* Exercise goal *
From the records below, take each line where the string "Interior" shows up and copy it.

* Collected data *
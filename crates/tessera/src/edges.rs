//! Side and edge-shape types shared by the jigsaw partitioner, the edge
//! classifier and the backtracking solver.

/// One of the four sides of a grid piece.
#[derive(Debug, Clone, Copy, PartialEq, Eq, Hash, PartialOrd, Ord)]
pub enum Side {
    Top,
    Right,
    Bottom,
    Left,
}

impl Side {
    /// Serialization order: `[top, right, bottom, left]`.
    pub const ALL: [Side; 4] = [Side::Top, Side::Right, Side::Bottom, Side::Left];

    #[inline]
    pub fn index(self) -> usize {
        match self {
            Side::Top => 0,
            Side::Right => 1,
            Side::Bottom => 2,
            Side::Left => 3,
        }
    }

    /// The side a neighbor shares with us.
    #[inline]
    pub fn opposite(self) -> Side {
        match self {
            Side::Top => Side::Bottom,
            Side::Right => Side::Left,
            Side::Bottom => Side::Top,
            Side::Left => Side::Right,
        }
    }

    /// Grid step `(d_row, d_col)` towards the neighbor on this side.
    #[inline]
    pub fn step(self) -> (i64, i64) {
        match self {
            Side::Top => (-1, 0),
            Side::Right => (0, 1),
            Side::Bottom => (1, 0),
            Side::Left => (0, -1),
        }
    }

    pub fn name(self) -> &'static str {
        match self {
            Side::Top => "top",
            Side::Right => "right",
            Side::Bottom => "bottom",
            Side::Left => "left",
        }
    }
}

/// Shape of one side of a grid piece.
///
/// Integer codes follow the sidecar format: flat = 2, tab = 1, slot = -1, so
/// a tab and its slot are numeric negations of each other.
#[derive(Debug, Clone, Copy, PartialEq, Eq, Hash)]
pub enum EdgeKind {
    Flat,
    Tab,
    Slot,
}

impl EdgeKind {
    #[inline]
    pub fn code(self) -> i8 {
        match self {
            EdgeKind::Flat => 2,
            EdgeKind::Tab => 1,
            EdgeKind::Slot => -1,
        }
    }

    /// Parse a sidecar code. `0` is accepted as flat as well.
    pub fn from_code(code: i8) -> Option<Self> {
        match code {
            2 | 0 => Some(EdgeKind::Flat),
            1 => Some(EdgeKind::Tab),
            -1 => Some(EdgeKind::Slot),
            _ => None,
        }
    }

    /// The shape a neighbor must present on the shared side.
    #[inline]
    pub fn complement(self) -> EdgeKind {
        match self {
            EdgeKind::Flat => EdgeKind::Flat,
            EdgeKind::Tab => EdgeKind::Slot,
            EdgeKind::Slot => EdgeKind::Tab,
        }
    }

    /// True only for a tab meeting a slot.
    #[inline]
    pub fn interlocks_with(self, other: EdgeKind) -> bool {
        matches!(
            (self, other),
            (EdgeKind::Tab, EdgeKind::Slot) | (EdgeKind::Slot, EdgeKind::Tab)
        )
    }
}

/// The four side shapes of one piece, indexed by [`Side`].
#[derive(Debug, Clone, Copy, PartialEq, Eq, Hash)]
pub struct EdgeSet(pub [EdgeKind; 4]);

impl EdgeSet {
    pub const FLAT: EdgeSet = EdgeSet([EdgeKind::Flat; 4]);

    #[inline]
    pub fn get(&self, side: Side) -> EdgeKind {
        self.0[side.index()]
    }

    #[inline]
    pub fn set(&mut self, side: Side, kind: EdgeKind) {
        self.0[side.index()] = kind;
    }

    pub fn flat_count(&self) -> usize {
        self.0.iter().filter(|&&k| k == EdgeKind::Flat).count()
    }

    /// Sidecar codes in `[top, right, bottom, left]` order.
    pub fn codes(&self) -> [i8; 4] {
        self.0.map(EdgeKind::code)
    }

    pub fn from_codes(codes: [i8; 4]) -> Option<Self> {
        let mut set = EdgeSet::FLAT;
        for (side, code) in Side::ALL.into_iter().zip(codes) {
            set.set(side, EdgeKind::from_code(code)?);
        }
        Some(set)
    }
}
//! Placement solvers.
//!
//! - [`BacktrackSolver`]: exact grid known, edge shapes known; depth-first
//!   search over the top-K color-ranked candidates per cell.
//! - [`GreedySolver`]: no geometry; grows a square grid from a seed piece
//!   by rim-pixel similarity, either best-pair-first or breadth-first.

mod backtrack;
mod greedy;

use std::collections::BTreeMap;

pub use backtrack::{BacktrackSolver, DEFAULT_TOP_K};
pub use greedy::{
    grid_side, GreedySolver, GreedyStrategy, RimScores, DEFAULT_ACCEPTANCE_THRESHOLD,
    DEFAULT_BFS_THRESHOLD,
};

use crate::edges::Side;

/// A grid position.
#[derive(Debug, Clone, Copy, PartialEq, Eq, Hash, PartialOrd, Ord)]
pub struct Cell {
    pub row: usize,
    pub col: usize,
}

impl Cell {
    #[inline]
    pub fn new(row: usize, col: usize) -> Self {
        Self { row, col }
    }

    /// Neighbor across `side` within a `rows`×`cols` grid.
    pub fn neighbor(self, side: Side, rows: usize, cols: usize) -> Option<Cell> {
        let (dr, dc) = side.step();
        let (r, c) = (self.row as i64 + dr, self.col as i64 + dc);
        if r < 0 || c < 0 || r >= rows as i64 || c >= cols as i64 {
            return None;
        }
        Some(Cell::new(r as usize, c as usize))
    }

    /// Sides of this cell on the outer boundary of a `rows`×`cols` grid.
    pub fn boundary_sides(self, rows: usize, cols: usize) -> usize {
        Side::ALL
            .into_iter()
            .filter(|&side| self.neighbor(side, rows, cols).is_none())
            .count()
    }
}

/// Cell → piece assignment; at most one piece per cell and one cell per
/// piece.
#[derive(Debug, Clone, PartialEq, Eq)]
pub struct Placement {
    rows: usize,
    cols: usize,
    cells: Vec<Option<usize>>,
    owners: BTreeMap<usize, Cell>,
}

impl Placement {
    /// An empty `rows`×`cols` placement.
    pub fn new(rows: usize, cols: usize) -> Self {
        Self {
            rows,
            cols,
            cells: vec![None; rows * cols],
            owners: BTreeMap::new(),
        }
    }

    /// Piece `i` at row-major cell `i`.
    pub fn identity(rows: usize, cols: usize) -> Self {
        let mut placement = Self::new(rows, cols);
        for i in 0..rows * cols {
            placement.place(Cell::new(i / cols, i % cols), i);
        }
        placement
    }

    #[inline]
    pub fn rows(&self) -> usize {
        self.rows
    }

    #[inline]
    pub fn cols(&self) -> usize {
        self.cols
    }

    #[inline]
    pub fn contains(&self, cell: Cell) -> bool {
        cell.row < self.rows && cell.col < self.cols
    }

    pub fn get(&self, cell: Cell) -> Option<usize> {
        if !self.contains(cell) {
            return None;
        }
        self.cells[cell.row * self.cols + cell.col]
    }

    /// Put `piece` on an empty in-grid `cell`. Returns false (and changes
    /// nothing) when the cell is taken or the piece is already placed.
    pub fn place(&mut self, cell: Cell, piece: usize) -> bool {
        if !self.contains(cell) || self.get(cell).is_some() || self.owners.contains_key(&piece) {
            return false;
        }
        self.cells[cell.row * self.cols + cell.col] = Some(piece);
        self.owners.insert(piece, cell);
        true
    }

    /// Clear a cell, returning the piece it held.
    pub fn remove(&mut self, cell: Cell) -> Option<usize> {
        if !self.contains(cell) {
            return None;
        }
        let piece = self.cells[cell.row * self.cols + cell.col].take()?;
        self.owners.remove(&piece);
        Some(piece)
    }

    pub fn cell_of(&self, piece: usize) -> Option<Cell> {
        self.owners.get(&piece).copied()
    }

    /// Number of placed pieces.
    #[inline]
    pub fn len(&self) -> usize {
        self.owners.len()
    }

    #[inline]
    pub fn is_empty(&self) -> bool {
        self.owners.is_empty()
    }

    /// True when every cell holds a piece.
    pub fn is_complete(&self) -> bool {
        self.cells.iter().all(Option::is_some)
    }

    /// Occupied cells with their pieces, row-major.
    pub fn iter(&self) -> impl Iterator<Item = (Cell, usize)> + '_ {
        self.cells.iter().enumerate().filter_map(move |(i, slot)| {
            slot.map(|piece| (Cell::new(i / self.cols, i % self.cols), piece))
        })
    }

    /// Empty cells, row-major.
    pub fn empty_cells(&self) -> impl Iterator<Item = Cell> + '_ {
        self.cells
            .iter()
            .enumerate()
            .filter(|(_, slot)| slot.is_none())
            .map(move |(i, _)| Cell::new(i / self.cols, i % self.cols))
    }
}

/// Position class of a grid piece, by its number of flat sides.
#[derive(Debug, Clone, Copy, PartialEq, Eq, Hash, PartialOrd, Ord)]
pub enum PieceClass {
    Interior,
    Border,
    Corner,
    /// Three or four flat sides, only found in one-wide grids
    Strip(u8),
}

impl PieceClass {
    pub fn from_flat_count(flats: usize) -> Self {
        match flats {
            0 => PieceClass::Interior,
            1 => PieceClass::Border,
            2 => PieceClass::Corner,
            n => PieceClass::Strip(n.min(4) as u8),
        }
    }

    /// The class a piece needs to sit in `cell`.
    pub fn for_cell(cell: Cell, rows: usize, cols: usize) -> Self {
        Self::from_flat_count(cell.boundary_sides(rows, cols))
    }
}

#[cfg(test)]
mod tests {
    use super::*;

    #[test]
    fn test_place_rejects_duplicates() {
        let mut placement = Placement::new(2, 2);
        assert!(placement.place(Cell::new(0, 0), 3));
        assert!(!placement.place(Cell::new(0, 0), 1));
        assert!(!placement.place(Cell::new(1, 1), 3));
        assert!(!placement.place(Cell::new(2, 0), 1));
        assert_eq!(placement.len(), 1);
        assert_eq!(placement.cell_of(3), Some(Cell::new(0, 0)));
    }

    #[test]
    fn test_remove_frees_both_directions() {
        let mut placement = Placement::new(1, 2);
        placement.place(Cell::new(0, 1), 0);
        assert_eq!(placement.remove(Cell::new(0, 1)), Some(0));
        assert_eq!(placement.cell_of(0), None);
        assert!(placement.place(Cell::new(0, 0), 0));
    }

    #[test]
    fn test_identity_is_complete() {
        let placement = Placement::identity(2, 3);
        assert!(placement.is_complete());
        assert_eq!(placement.get(Cell::new(1, 2)), Some(5));
        assert_eq!(placement.iter().count(), 6);
        assert_eq!(placement.empty_cells().count(), 0);
    }

    #[test]
    fn test_cell_classes() {
        assert_eq!(PieceClass::for_cell(Cell::new(0, 0), 3, 3), PieceClass::Corner);
        assert_eq!(PieceClass::for_cell(Cell::new(0, 1), 3, 3), PieceClass::Border);
        assert_eq!(PieceClass::for_cell(Cell::new(1, 1), 3, 3), PieceClass::Interior);
        assert_eq!(PieceClass::for_cell(Cell::new(0, 0), 1, 3), PieceClass::Strip(3));
        assert_eq!(PieceClass::for_cell(Cell::new(0, 0), 1, 1), PieceClass::Strip(4));
    }
}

* Output below *
    Interior,
            0 => PieceClass::Interior,
        assert_eq!(PieceClass::for_cell(Cell::new(1, 1), 3, 3), PieceClass::Interior);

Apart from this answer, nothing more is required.